_Aim of the task_: Every line from the start of the records below to the line containing "use crate::rules::PipelineRules;" should be retyped exactly, that line included, and no others.

[Dataset items]
>>

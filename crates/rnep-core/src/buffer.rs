//! Buffer zones around waypoints and flight paths.
//!
//! Geographic input is buffered in the UTM zone of its centroid so that the
//! distance is in true meters, then reprojected back.

use crate::error::{Result, ScenarioError};
use crate::models::Waypoint;
use crate::projection::{geometry_type_name, project_coord, transform_geometry, utm_zone_for, Crs};
use crate::rules::PipelineRules;
use geo::{BooleanOps, Centroid, Coord, Geometry, LineString, MapCoords, MultiPolygon, Point, Polygon};
use std::f64::consts::{FRAC_PI_2, PI};

/// Buffer a geometry by `distance_m` meters.
///
/// `crs` is the reference system of the input. For WGS84 input the buffer
/// is computed in the local UTM zone and returned in WGS84; projected input
/// is buffered in place. A zero distance yields an empty result.
pub fn create_buffer_zone(
    geometry: &Geometry<f64>,
    distance_m: f64,
    crs: Crs,
    rules: &PipelineRules,
) -> Result<MultiPolygon<f64>> {
    if !(distance_m.is_finite() && distance_m >= 0.0) {
        return Err(ScenarioError::InvalidBufferDistance { distance_m });
    }
    ensure_supported(geometry)?;
    let segments = rules.buffer_arc_segments.max(1);

    if !crs.is_geographic() {
        return planar_buffer(geometry, distance_m, segments);
    }

    let centroid = geometry
        .centroid()
        .ok_or(ScenarioError::InsufficientWaypoints {
            field: "geometry",
            count: 0,
            required: 1,
        })?;
    let utm = utm_zone_for(centroid.x(), centroid.y());
    tracing::debug!(crs = %utm, distance_m, "Buffering in projected CRS");

    let projected = transform_geometry(geometry, crs, utm)?;
    let buffer = planar_buffer(&projected, distance_m, segments)?;
    Ok(buffer.map_coords(move |coord| project_coord(coord, utm, crs)))
}

/// Buffer zone around a single waypoint, in WGS84.
pub fn waypoint_buffer(
    waypoint: &Waypoint,
    distance_m: f64,
    rules: &PipelineRules,
) -> Result<MultiPolygon<f64>> {
    let point = Point::new(waypoint.position.lon, waypoint.position.lat);
    create_buffer_zone(&Geometry::Point(point), distance_m, Crs::Wgs84, rules)
}

fn ensure_supported(geometry: &Geometry<f64>) -> Result<()> {
    match geometry {
        Geometry::Point(_)
        | Geometry::Line(_)
        | Geometry::LineString(_)
        | Geometry::MultiPoint(_) => Ok(()),
        other => Err(ScenarioError::UnsupportedGeometryType {
            geometry_type: geometry_type_name(other).to_string(),
        }),
    }
}

/// Planar buffer in the geometry's own (metric) units.
fn planar_buffer(
    geometry: &Geometry<f64>,
    distance: f64,
    segments: usize,
) -> Result<MultiPolygon<f64>> {
    if distance == 0.0 {
        return Ok(MultiPolygon::new(Vec::new()));
    }

    let parts = match geometry {
        Geometry::Point(point) => vec![circle(point.0, distance, segments)],
        Geometry::MultiPoint(points) => points
            .iter()
            .map(|point| circle(point.0, distance, segments))
            .collect(),
        Geometry::Line(line) => vec![capsule(line.start, line.end, distance, segments)],
        Geometry::LineString(line) => line_string_parts(line, distance, segments),
        other => {
            return Err(ScenarioError::UnsupportedGeometryType {
                geometry_type: geometry_type_name(other).to_string(),
            })
        }
    };

    Ok(union_all(parts))
}

fn line_string_parts(line: &LineString<f64>, distance: f64, segments: usize) -> Vec<Polygon<f64>> {
    match line.0.as_slice() {
        [] => Vec::new(),
        [only] => vec![circle(*only, distance, segments)],
        _ => line
            .lines()
            .map(|segment| capsule(segment.start, segment.end, distance, segments))
            .collect(),
    }
}

fn union_all(parts: Vec<Polygon<f64>>) -> MultiPolygon<f64> {
    let mut parts = parts.into_iter();
    let Some(first) = parts.next() else {
        return MultiPolygon::new(Vec::new());
    };
    parts.fold(MultiPolygon::new(vec![first]), |merged, part| {
        merged.union(&MultiPolygon::new(vec![part]))
    })
}

/// Points along an arc of `sweep` radians starting at `start`, inclusive of
/// both ends.
fn arc(center: Coord<f64>, radius: f64, start: f64, sweep: f64, steps: usize) -> Vec<Coord<f64>> {
    (0..=steps)
        .map(|i| {
            let angle = start + sweep * i as f64 / steps as f64;
            Coord {
                x: center.x + radius * angle.cos(),
                y: center.y + radius * angle.sin(),
            }
        })
        .collect()
}

fn circle(center: Coord<f64>, radius: f64, segments: usize) -> Polygon<f64> {
    let steps = 4 * segments;
    let mut ring = arc(center, radius, 0.0, 2.0 * PI, steps);
    // The closing point duplicates the first; Polygon::new closes the ring itself.
    ring.pop();
    Polygon::new(LineString::new(ring), Vec::new())
}

/// Stadium shape around a segment: two half circles joined by straight
/// sides, counter-clockwise.
fn capsule(start: Coord<f64>, end: Coord<f64>, radius: f64, segments: usize) -> Polygon<f64> {
    let dx = end.x - start.x;
    let dy = end.y - start.y;
    if dx.hypot(dy) <= f64::EPSILON {
        return circle(start, radius, segments);
    }

    let heading = dy.atan2(dx);
    let steps = 2 * segments;
    let mut ring = arc(end, radius, heading - FRAC_PI_2, PI, steps);
    ring.extend(arc(start, radius, heading + FRAC_PI_2, PI, steps));
    Polygon::new(LineString::new(ring), Vec::new())
}

#[cfg(test)]
mod tests {
    use super::*;
    use crate::models::Position;
    use crate::spatial::{geodesic_distance, DistanceUnit};
    use geo::{point, Area, Contains};

    fn rules() -> PipelineRules {
        PipelineRules::default()
    }

    #[test]
    fn point_buffer_vertices_sit_at_buffer_distance() {
        let center = Position {
            lat: 37.5,
            lon: 127.0,
            alt: 0.0,
        };
        let buffer = create_buffer_zone(
            &Geometry::Point(point!(x: center.lon, y: center.lat)),
            100.0,
            Crs::Wgs84,
            &rules(),
        )
        .unwrap();

        assert_eq!(buffer.0.len(), 1);
        let ring = buffer.0[0].exterior();
        assert!(ring.0.len() > 32);
        for coord in ring.coords() {
            let vertex = Position {
                lat: coord.y,
                lon: coord.x,
                alt: 0.0,
            };
            let meters = geodesic_distance(&center, &vertex, DistanceUnit::Meters);
            assert!((meters - 100.0).abs() < 0.5, "vertex at {meters} m");
        }
    }

    #[test]
    fn line_buffer_covers_corridor_only() {
        let line: LineString<f64> = vec![(127.0, 37.5), (127.02, 37.5)].into();
        let buffer =
            create_buffer_zone(&Geometry::LineString(line), 100.0, Crs::Wgs84, &rules()).unwrap();

        // Meters per degree of latitude near 37.5N
        let meters_to_deg = 1.0 / 110_950.0;
        let inside = point!(x: 127.01, y: 37.5 + 50.0 * meters_to_deg);
        let outside = point!(x: 127.01, y: 37.5 + 200.0 * meters_to_deg);
        let beyond_end = point!(x: 127.025, y: 37.5);

        assert!(buffer.contains(&inside));
        assert!(!buffer.contains(&outside));
        assert!(!buffer.contains(&beyond_end));
    }

    #[test]
    fn bent_line_buffer_merges_into_one_polygon() {
        let line: LineString<f64> = vec![(0.0, 0.0), (1000.0, 0.0), (1000.0, 1000.0)].into();
        let buffer = create_buffer_zone(
            &Geometry::LineString(line),
            50.0,
            Crs::Utm { zone: 31, north: true },
            &rules(),
        )
        .unwrap();

        assert_eq!(buffer.0.len(), 1);
        assert!(buffer.0[0].interiors().is_empty());
        assert!(buffer.contains(&point!(x: 1000.0, y: 0.0)));
        assert!(!buffer.contains(&point!(x: 1040.0, y: -40.0)));
    }

    #[test]
    fn projected_point_buffer_area_is_close_to_circle() {
        let radius = 25.0;
        let buffer = create_buffer_zone(
            &Geometry::Point(point!(x: 500_000.0, y: 4_000_000.0)),
            radius,
            Crs::Utm { zone: 52, north: true },
            &rules(),
        )
        .unwrap();

        let expected = PI * radius * radius;
        let area = buffer.unsigned_area();
        assert!((area - expected).abs() / expected < 0.01, "area {area}");
    }

    #[test]
    fn zero_distance_is_empty_and_negative_is_rejected() {
        let geometry = Geometry::Point(point!(x: 127.0, y: 37.5));
        assert!(create_buffer_zone(&geometry, 0.0, Crs::Wgs84, &rules())
            .unwrap()
            .0
            .is_empty());

        for distance_m in [-1.0, f64::NAN, f64::INFINITY] {
            let err = create_buffer_zone(&geometry, distance_m, Crs::Wgs84, &rules()).unwrap_err();
            assert!(matches!(err, ScenarioError::InvalidBufferDistance { .. }));
        }
    }

    #[test]
    fn polygon_input_is_unsupported() {
        let polygon = Polygon::new(
            vec![(127.0, 37.5), (127.1, 37.5), (127.1, 37.6), (127.0, 37.5)].into(),
            vec![],
        );
        let err = create_buffer_zone(&Geometry::Polygon(polygon), 10.0, Crs::Wgs84, &rules())
            .unwrap_err();
        assert_eq!(
            err,
            ScenarioError::UnsupportedGeometryType {
                geometry_type: "Polygon".to_string()
            }
        );
    }

    #[test]
    fn waypoint_buffer_contains_waypoint() {
        let waypoint = Waypoint {
            id: "WP001".to_string(),
            sequence: 0,
            position: Position {
                lat: -33.8688,
                lon: 151.2093,
                alt: 120.0,
            },
            distance_from_previous: 0.0,
        };
        let buffer = waypoint_buffer(&waypoint, 250.0, &rules()).unwrap();
        assert!(buffer.contains(&point!(x: 151.2093, y: -33.8688)));
    }
}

<<

_Answer section_:
filename crates/rnep-core/src/buffer.rs
//! Buffer zones around waypoints and flight paths.
//!
//! Geographic input is buffered in the UTM zone of its centroid so that the
//! distance is in true meters, then reprojected back.

use crate::error::{Result, ScenarioError};
use crate::models::Waypoint;
use crate::projection::{geometry_type_name, project_coord, transform_geometry, utm_zone_for, Crs};
use crate::rules::PipelineRules;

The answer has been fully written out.